The C. pneumoniae-olfactory mechanism

C. pneumoniae is a pathogenic, obligate intracellular bacteria that has distinct, parasitic effects throughout the human body [12]. It exhibits a biphasic life cycle and has as an incubation period on the order of weeks making it difficult to detect early and treat [18]. During one phase of its life cycle, C. pneumoniae takes the form of an elementary body (EB), which is responsible for infection of host cells. This form is metabolically inactive and attaches to and enters the host, generally through phagocytosis. The second form of C. pneumoniae is known as a reticulate body (RB), which is the non-infectious form of the bacteria. An RB is metabolically active and replicates through binary fission once inside of an endosome within the host cell. Upon replicating, RBs reorganize back into EBs, to be released back into the system environment via cell lysis, extrusion or exocytosis [12]. There have been two suggested lengths for this life cycle. The first life cycle takes 72 h from EB infection, EB to RB transformation, RB replication, RB to EB reconversion, and excretion of EB. The second suggests that the bacteria can remain in an RB state for longer periods of time. It was found, however, that the shorter life cycle was exhibited by infected microglia and epithelial cells [10]. This shorter life cycle was used in the development of our model. Furthermore, EBs cannot survive outside a host cell environment for long periods of time as they rely on the enzymatic machinery of the host to satisfy many metabolic requirements [19]. However, persistence may allow a small fraction of the microbial population to survive for long periods of time, potentially causing recurring infection and can be a potential untested confounder for the model as highlighted in the discussion of this paper [20].

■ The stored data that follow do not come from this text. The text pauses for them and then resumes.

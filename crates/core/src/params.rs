//! Clustering and grouping parameters.
//!
//! Both structs are plain immutable values threaded into
//! [`partition`](crate::cluster::partition) and
//! [`assemble`](crate::compose::assemble). Nothing in the crate keeps them in
//! shared state.

use crate::error::{ComposeError, Result};
use crate::geometry::Axis;

/// How two bounding boxes become "connected".
#[derive(Debug, Clone, Copy, PartialEq, Eq, Hash)]
pub enum AdjacencyMode {
    /// Only a positive overlap ratio connects.
    Overlap,
    /// Overlap, or a gap no larger than the threshold, where the gap is the
    /// larger of the horizontal and vertical separation.
    Proximity,
    /// Gap measured along `axis` only. Boxes separated on the orthogonal axis
    /// are never connected. With `strict: false` any overlap also connects.
    Axis { axis: Axis, strict: bool },
}

/// Denominator used when normalizing the overlap area of two boxes.
#[derive(Debug, Clone, Copy, PartialEq, Eq, Hash, Default)]
pub enum OverlapRatio {
    /// Area of the smaller box.
    #[default]
    Min,
    /// Area of the larger box.
    Max,
}

/// Parameters for adjacency clustering.
#[derive(Debug, Clone, PartialEq)]
pub struct ClusterParams {
    /// Connectivity rule.
    pub mode: AdjacencyMode,

    /// Largest gap, in document units, that still connects two boxes.
    /// A negative value disables distance tests entirely (overlap only).
    pub threshold: f64,

    /// Denominator policy for the overlap ratio.
    pub overlap_ratio: OverlapRatio,

    /// The overlap ratio must be strictly greater than this to count as
    /// overlapping. Range: [0, 1).
    pub min_overlap_ratio: f64,
}

impl Default for ClusterParams {
    fn default() -> Self {
        Self {
            mode: AdjacencyMode::Proximity,
            threshold: 0.0,
            overlap_ratio: OverlapRatio::Min,
            min_overlap_ratio: 0.0,
        }
    }
}

impl ClusterParams {
    /// Creates validated parameters with the default overlap policy.
    pub fn new(mode: AdjacencyMode, threshold: f64) -> Result<Self> {
        let params = Self {
            mode,
            threshold,
            ..Self::default()
        };
        params.validate()?;
        Ok(params)
    }

    pub fn with_overlap_ratio(mut self, overlap_ratio: OverlapRatio) -> Self {
        self.overlap_ratio = overlap_ratio;
        self
    }

    pub fn with_min_overlap_ratio(mut self, min_overlap_ratio: f64) -> Self {
        self.min_overlap_ratio = min_overlap_ratio;
        self
    }

    pub fn with_threshold(mut self, threshold: f64) -> Self {
        self.threshold = threshold;
        self
    }

    pub fn validate(&self) -> Result<()> {
        if self.threshold.is_nan() {
            return Err(ComposeError::InvalidThreshold(self.threshold));
        }
        if !(0.0..1.0).contains(&self.min_overlap_ratio) {
            return Err(ComposeError::InvalidOverlapRatio(self.min_overlap_ratio));
        }
        Ok(())
    }

    /// The distance limit, or `None` when the threshold is the negative
    /// "overlap only" sentinel.
    pub fn distance_limit(&self) -> Option<f64> {
        (self.threshold >= 0.0).then_some(self.threshold)
    }
}

/// Kind of container a cluster is assembled into.
#[derive(Debug, Clone, Copy, PartialEq, Eq, Hash, Default)]
pub enum ContainerKind {
    #[default]
    Plain,
    /// Clip group; the reference member becomes the clipping mask.
    Clip,
}

/// Which cluster member acts as mask or anchor.
#[derive(Debug, Clone, Copy, PartialEq, Eq, Hash, Default)]
pub enum ReferencePolicy {
    #[default]
    Frontmost,
    Backmost,
}

/// Parameters for assembling a cluster into a container.
#[derive(Debug, Clone, Copy, PartialEq, Eq, Default)]
pub struct AssembleParams {
    pub kind: ContainerKind,

    /// Mask selection in clip mode. Ignored for plain groups.
    pub reference: ReferencePolicy,

    /// Whether the clipping mask takes part in the stacking restore. When
    /// false the mask stays frontmost in its clip group.
    pub reference_in_reorder: bool,
}

impl AssembleParams {
    pub fn plain() -> Self {
        Self::default()
    }

    pub fn clip(reference: ReferencePolicy) -> Self {
        Self {
            kind: ContainerKind::Clip,
            reference,
            reference_in_reorder: false,
        }
    }
}
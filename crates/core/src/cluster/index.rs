//! Geometry snapshot of a selection.

use std::hash::Hash;

use rustc_hash::FxHashMap;
use tracing::{debug, warn};

use crate::geometry::BBox;
use crate::scene::SceneGraph;

/// Geometry of one selected node.
#[derive(Debug, Clone, PartialEq)]
pub struct GeometryEntry<N> {
    pub node: N,
    pub bbox: BBox,
    pub stacking_index: usize,
    pub area: f64,
    /// The host could not report usable bounds; `bbox` is degenerate and the
    /// entry never connects to anything.
    pub fallback: bool,
}

/// Bounding boxes and stacking indices for a selection, in input order.
#[derive(Debug, Clone)]
pub struct GeometryIndex<N> {
    entries: Vec<GeometryEntry<N>>,
    by_node: FxHashMap<N, usize>,
}

impl<N: Copy + Eq + Hash> GeometryIndex<N> {
    /// Reads geometry for every node.
    ///
    /// Reads never abort the batch: unreadable bounds become
    /// [`BBox::DEGENERATE`] and an unreadable stacking index falls back to
    /// the node's input position. Repeated nodes are indexed once.
    pub fn build<S>(scene: &S, nodes: &[N]) -> Self
    where
        S: SceneGraph<Node = N>,
        N: std::fmt::Debug,
    {
        let mut entries = Vec::with_capacity(nodes.len());
        let mut by_node = FxHashMap::default();

        for (input_pos, &node) in nodes.iter().enumerate() {
            if by_node.contains_key(&node) {
                debug!(?node, "skipping repeated node");
                continue;
            }

            let (bbox, fallback) = match scene.bounds(node) {
                Ok(b) if b.is_valid() => (b, false),
                Ok(b) => {
                    warn!(?node, ?b, "invalid bounds, isolating node");
                    (BBox::DEGENERATE, true)
                }
                Err(e) => {
                    warn!(?node, error = %e, "unreadable bounds, isolating node");
                    (BBox::DEGENERATE, true)
                }
            };
            let stacking_index = scene.stacking_index(node).unwrap_or_else(|e| {
                warn!(?node, error = %e, "unreadable stacking index");
                input_pos
            });

            by_node.insert(node, entries.len());
            entries.push(GeometryEntry {
                node,
                bbox,
                stacking_index,
                area: bbox.area(),
                fallback,
            });
        }

        Self { entries, by_node }
    }

    pub fn entries(&self) -> &[GeometryEntry<N>] {
        &self.entries
    }

    pub fn get(&self, node: N) -> Option<&GeometryEntry<N>> {
        self.by_node.get(&node).map(|&i| &self.entries[i])
    }

    pub fn len(&self) -> usize {
        self.entries.len()
    }

    pub fn is_empty(&self) -> bool {
        self.entries.is_empty()
    }
}
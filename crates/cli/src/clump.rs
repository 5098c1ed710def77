//! clump - group touching or nearby shapes of a vector scene
//!
//! Reads a JSON scene, clusters the items of each layer by bounding-box
//! adjacency and wraps every multi-item cluster in a plain or clip group
//! that keeps the items' original stacking order. The resulting scene is
//! written back as JSON.

mod scene_file;

use std::fs::File;
use std::io::{self, BufWriter, Write};
use std::path::PathBuf;

use anyhow::{Context, Result, bail};
use clap::{ArgAction, Parser, ValueEnum};
use clump_core::api::{GroupingReport, assemble_partition, partition_selection};
use clump_core::cluster::ClusterPartition;
use clump_core::geometry::Axis;
use clump_core::params::{
    AdjacencyMode, AssembleParams, ClusterParams, ContainerKind, OverlapRatio, ReferencePolicy,
};
use clump_core::scene::{Document, NodeId, SceneGraph};
use itertools::Itertools;
use tracing::{debug, info};
use tracing_subscriber::EnvFilter;

use scene_file::SceneFile;

/// Adjacency rule used to connect two items.
#[derive(Debug, Clone, Copy, ValueEnum, Default)]
enum Mode {
    /// Only overlapping items connect
    Overlap,
    /// Overlap, or a gap up to the threshold in any direction (default)
    #[default]
    Proximity,
    /// Gap measured left to right only
    Horizontal,
    /// Gap measured top to bottom only
    Vertical,
}

/// Denominator of the overlap ratio.
#[derive(Debug, Clone, Copy, ValueEnum, Default)]
enum Ratio {
    /// Area of the smaller item (default)
    #[default]
    Min,
    /// Area of the larger item
    Max,
}

/// Kind of group built for each cluster.
#[derive(Debug, Clone, Copy, ValueEnum, Default)]
enum Container {
    /// Plain group (default)
    #[default]
    Plain,
    /// Clip group masked by the reference item
    Clip,
}

/// Which item of a cluster becomes the clipping mask.
#[derive(Debug, Clone, Copy, ValueEnum, Default)]
enum Reference {
    /// Frontmost item (default)
    #[default]
    Front,
    /// Backmost item
    Back,
}

/// Cluster the items of a JSON scene and group each cluster.
#[derive(Parser, Debug)]
#[command(name = "clump")]
#[command(author, version, about, long_about = None)]
struct Args {
    /// Path to the JSON scene
    file: PathBuf,

    /// Use debug logging level
    #[arg(short = 'd', long, action = ArgAction::SetTrue)]
    debug: bool,

    // === Clustering options ===
    /// Adjacency rule
    #[arg(short = 'm', long, value_enum, default_value = "proximity")]
    mode: Mode,

    /// Largest gap that still connects two items; negative means overlap only
    #[arg(short = 't', long, default_value = "0.0", allow_hyphen_values = true)]
    threshold: f64,

    /// In horizontal/vertical mode, also connect overlapping items
    #[arg(long, action = ArgAction::SetTrue)]
    loose: bool,

    /// Denominator of the overlap ratio
    #[arg(long, value_enum, default_value = "min")]
    ratio: Ratio,

    /// Overlap ratio that must be exceeded for items to count as overlapping
    #[arg(long = "min-overlap-ratio", default_value = "0.0")]
    min_overlap_ratio: f64,

    /// Comma-separated thresholds to retry with while singletons remain
    #[arg(short = 'e', long, value_delimiter = ',', allow_hyphen_values = true)]
    escalate: Vec<f64>,

    /// Only process the layer with this name
    #[arg(short = 'l', long)]
    layer: Option<String>,

    // === Grouping options ===
    /// Kind of group to build
    #[arg(short = 'k', long, value_enum, default_value = "plain")]
    container: Container,

    /// Clipping mask selection for clip groups
    #[arg(short = 'r', long, value_enum, default_value = "front")]
    reference: Reference,

    /// Restore the mask's original stacking position too
    #[arg(long = "reference-in-reorder", action = ArgAction::SetTrue)]
    reference_in_reorder: bool,

    /// Print the clusters without changing the scene
    #[arg(short = 'n', long = "dry-run", action = ArgAction::SetTrue)]
    dry_run: bool,

    // === Output options ===
    /// Path to file where the scene is written, or "-" for stdout
    #[arg(short = 'o', long, default_value = "-")]
    outfile: String,
}

fn init_tracing(debug: bool) {
    let filter = if debug {
        EnvFilter::new("debug")
    } else {
        EnvFilter::try_from_default_env().unwrap_or_else(|_| EnvFilter::new("warn"))
    };
    tracing_subscriber::fmt()
        .with_env_filter(filter)
        .with_target(false)
        .with_writer(io::stderr)
        .init();
}

/// Build ClusterParams from command line arguments.
fn build_cluster_params(args: &Args) -> Result<ClusterParams> {
    let strict = !args.loose;
    let mode = match args.mode {
        Mode::Overlap => AdjacencyMode::Overlap,
        Mode::Proximity => AdjacencyMode::Proximity,
        Mode::Horizontal => AdjacencyMode::Axis {
            axis: Axis::Horizontal,
            strict,
        },
        Mode::Vertical => AdjacencyMode::Axis {
            axis: Axis::Vertical,
            strict,
        },
    };
    let overlap_ratio = match args.ratio {
        Ratio::Min => OverlapRatio::Min,
        Ratio::Max => OverlapRatio::Max,
    };
    let params = ClusterParams::new(mode, args.threshold)?
        .with_overlap_ratio(overlap_ratio)
        .with_min_overlap_ratio(args.min_overlap_ratio);
    params.validate()?;
    for &threshold in &args.escalate {
        params.clone().with_threshold(threshold).validate()?;
    }
    Ok(params)
}

/// Build AssembleParams from command line arguments.
fn build_assemble_params(args: &Args) -> AssembleParams {
    let reference = match args.reference {
        Reference::Front => ReferencePolicy::Frontmost,
        Reference::Back => ReferencePolicy::Backmost,
    };
    let kind = match args.container {
        Container::Plain => ContainerKind::Plain,
        Container::Clip => ContainerKind::Clip,
    };
    AssembleParams {
        kind,
        reference,
        reference_in_reorder: args.reference_in_reorder,
    }
}

/// Partitions `selection`, retrying with each escalation threshold in turn
/// while the partition still has singletons.
fn partition_with_escalation(
    doc: &Document,
    selection: &[NodeId],
    params: &ClusterParams,
    escalate: &[f64],
) -> Result<ClusterPartition<NodeId>> {
    let mut clusters = partition_selection(doc, selection, params)?;
    for &threshold in escalate {
        if clusters.singletons() == 0 {
            break;
        }
        info!(
            singletons = clusters.singletons(),
            threshold, "singletons remain, retrying with a new threshold"
        );
        let retry = params.clone().with_threshold(threshold);
        clusters = partition_selection(doc, selection, &retry)?;
    }
    Ok(clusters)
}

fn describe_clusters(doc: &Document, clusters: &ClusterPartition<NodeId>) -> String {
    clusters
        .iter()
        .map(|cluster| {
            let names = cluster
                .members()
                .iter()
                .map(|&n| doc.name(n).unwrap_or("?"))
                .join(", ");
            format!("[{names}]")
        })
        .join(" ")
}

fn summarize(doc: &Document, layer: NodeId, report: &GroupingReport<NodeId>) -> String {
    let groups = report
        .containers()
        .into_iter()
        .map(|c| doc.name(c).unwrap_or("?"))
        .join(", ");
    format!(
        "{}: {} group(s) [{}], {} singleton(s), {} failed",
        doc.name(layer).unwrap_or("?"),
        report.assemblies.len(),
        groups,
        report.singletons,
        report.failed_clusters
    )
}

/// Process every selected layer of the scene.
fn process(doc: &mut Document, args: &Args) -> Result<Vec<String>> {
    let cluster_params = build_cluster_params(args)?;
    let assemble_params = build_assemble_params(args);

    let layers: Vec<NodeId> = doc
        .layers()
        .iter()
        .copied()
        .filter(|&l| {
            args.layer
                .as_deref()
                .is_none_or(|name| doc.name(l) == Some(name))
        })
        .collect();
    if let Some(name) = &args.layer {
        if layers.is_empty() {
            bail!("no layer named {name:?}");
        }
    }

    let mut lines = Vec::with_capacity(layers.len());
    for layer in layers {
        let selection = doc.children(layer)?;
        debug!(layer = ?doc.name(layer), items = selection.len(), "clustering layer");
        let clusters =
            partition_with_escalation(doc, &selection, &cluster_params, &args.escalate)?;

        if args.dry_run {
            lines.push(format!(
                "{}: {}",
                doc.name(layer).unwrap_or("?"),
                describe_clusters(doc, &clusters)
            ));
            continue;
        }

        let report = assemble_partition(doc, &clusters, &assemble_params);
        lines.push(summarize(doc, layer, &report));
    }
    Ok(lines)
}

fn run(args: &Args) -> Result<()> {
    let scene = SceneFile::read(&args.file)?;
    let mut doc = scene.to_document()?;

    for line in process(&mut doc, args)? {
        eprintln!("{line}");
    }
    if args.dry_run {
        return Ok(());
    }

    let result = SceneFile::from_document(&doc);
    if args.outfile == "-" {
        let stdout = io::stdout();
        result.write(BufWriter::new(stdout.lock()))?;
    } else {
        let file = File::create(&args.outfile)
            .with_context(|| format!("failed to create {}", args.outfile))?;
        let mut writer = BufWriter::new(file);
        result.write(&mut writer)?;
        writer.flush()?;
    }
    Ok(())
}

fn main() -> Result<()> {
    let args = Args::parse();
    init_tracing(args.debug);
    run(&args)
}
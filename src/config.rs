//! Explicit configuration structs, passed explicitly at builder- and
//! query-construction time. Nothing here is read from the environment or
//! from process-wide state.

/// Parameters fixed at index-build time: sampling rates for the monotone-sequence
/// dispatcher and the fixed block-size exponent.
#[derive(Debug, Clone, Copy, PartialEq, Eq)]
pub struct IndexConfig {
    /// `log2` of the sampling rate for Elias-Fano's `pointers0` (0-bit) table.
    pub ef_log_sampling0: u8,
    /// `log2` of the sampling rate for Elias-Fano's `pointers1` (1-bit) table.
    pub ef_log_sampling1: u8,
    /// `log2` of the sampling rate for ranked-bitvector's rank1 samples.
    pub rb_log_rank1_sampling: u8,
    /// `log2` of the sampling rate for ranked-bitvector's position samples.
    pub rb_log_sampling1: u8,
    /// `log2` of the fixed WAND block size `B_w` (the variable-block
    /// partitioning ignores this and sizes blocks via its own DP).
    pub log_partition_size: u8,
}

impl Default for IndexConfig {
    fn default() -> Self {
        IndexConfig {
            ef_log_sampling0: 9,
            ef_log_sampling1: 8,
            rb_log_rank1_sampling: 9,
            rb_log_sampling1: 8,
            log_partition_size: 6,
        }
    }
}

impl IndexConfig {
    /// Serializes the five sampling-rate bytes in on-disk order, as stored in
    /// an index's `global_parameters` header.
    pub fn to_bytes(self) -> [u8; 5] {
        [
            self.ef_log_sampling0,
            self.ef_log_sampling1,
            self.rb_log_rank1_sampling,
            self.rb_log_sampling1,
            self.log_partition_size,
        ]
    }

    pub fn from_bytes(bytes: [u8; 5]) -> Self {
        IndexConfig {
            ef_log_sampling0: bytes[0],
            ef_log_sampling1: bytes[1],
            rb_log_rank1_sampling: bytes[2],
            rb_log_sampling1: bytes[3],
            log_partition_size: bytes[4],
        }
    }
}

/// Tunables consulted by the retrieval algorithms and the WAND-data builder.
/// `threshold_wand_list` is carried for API completeness but is documented
/// reserved and unused below.
#[derive(Debug, Clone, Copy, PartialEq)]
pub struct QueryConfig {
    /// Growth-window ratio for the WAND variable-block-partition DP's cost windows.
    pub eps1: f64,
    /// Geometric growth factor applied to a cost window's upper bound each step.
    pub eps2: f64,
    /// Reserved for future score-loss tolerance; unused by any algorithm in this core.
    pub eps3: f64,
    /// Fixed per-block cost added by the WAND variable-block-partition DP.
    pub fixed_cost: f64,
    /// WAND-specific variant of `eps1`, used instead of `eps1` when building WAND data.
    pub eps1_wand: f64,
    /// WAND-specific variant of `eps2`.
    pub eps2_wand: f64,
    /// WAND-specific variant of `fixed_cost`.
    pub fixed_cost_wand_partition: f64,
    /// Reference collection size used by a heuristic score quantizer; this
    /// crate's [`crate::scorer::Quantizer`] instead takes an explicit
    /// `S_max`/`B` pair, so this field is kept for API completeness only.
    pub reference_size: u32,
    /// Reserved, unused: carried for API completeness but never consulted by
    /// any retrieval algorithm in this crate.
    pub threshold_wand_list: f32,
}

impl Default for QueryConfig {
    fn default() -> Self {
        QueryConfig {
            eps1: 0.01,
            eps2: 0.4,
            eps3: 0.01,
            fixed_cost: 64.0,
            eps1_wand: 0.01,
            eps2_wand: 0.4,
            fixed_cost_wand_partition: 64.0,
            reference_size: 10_000,
            threshold_wand_list: 0.0,
        }
    }
}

Studies have demonstrated that there may be a link between C. pneumoniae and Aβ plaque deposition in mice as well as humans [10-12] [21-23]. Available work suggests that C. pneumoniae travels via the olfactory system: from the nasal cavity, through the olfactory bulb and into parts of the brain which receive smell information such as the entorhinal cortex and hippocampus [10–12, 23]. As the microbes pass through these regions, they may initiate Aβ plaque production and evoke immune responses [10]. Based on this hypothesis and the associated studies, one possible pathway for the C. pneumoniae-Olfactory mechanism was mapped in our NetLogo 3D model (Fig. 1).

Fig. 1

Connectivity model of C. pneumoniae-Olfactory mechanism used in the NetLogo model. Proposed outline of C. pneumoniae infection propagation and effects as adapted from mouse study described in Little et al. [11]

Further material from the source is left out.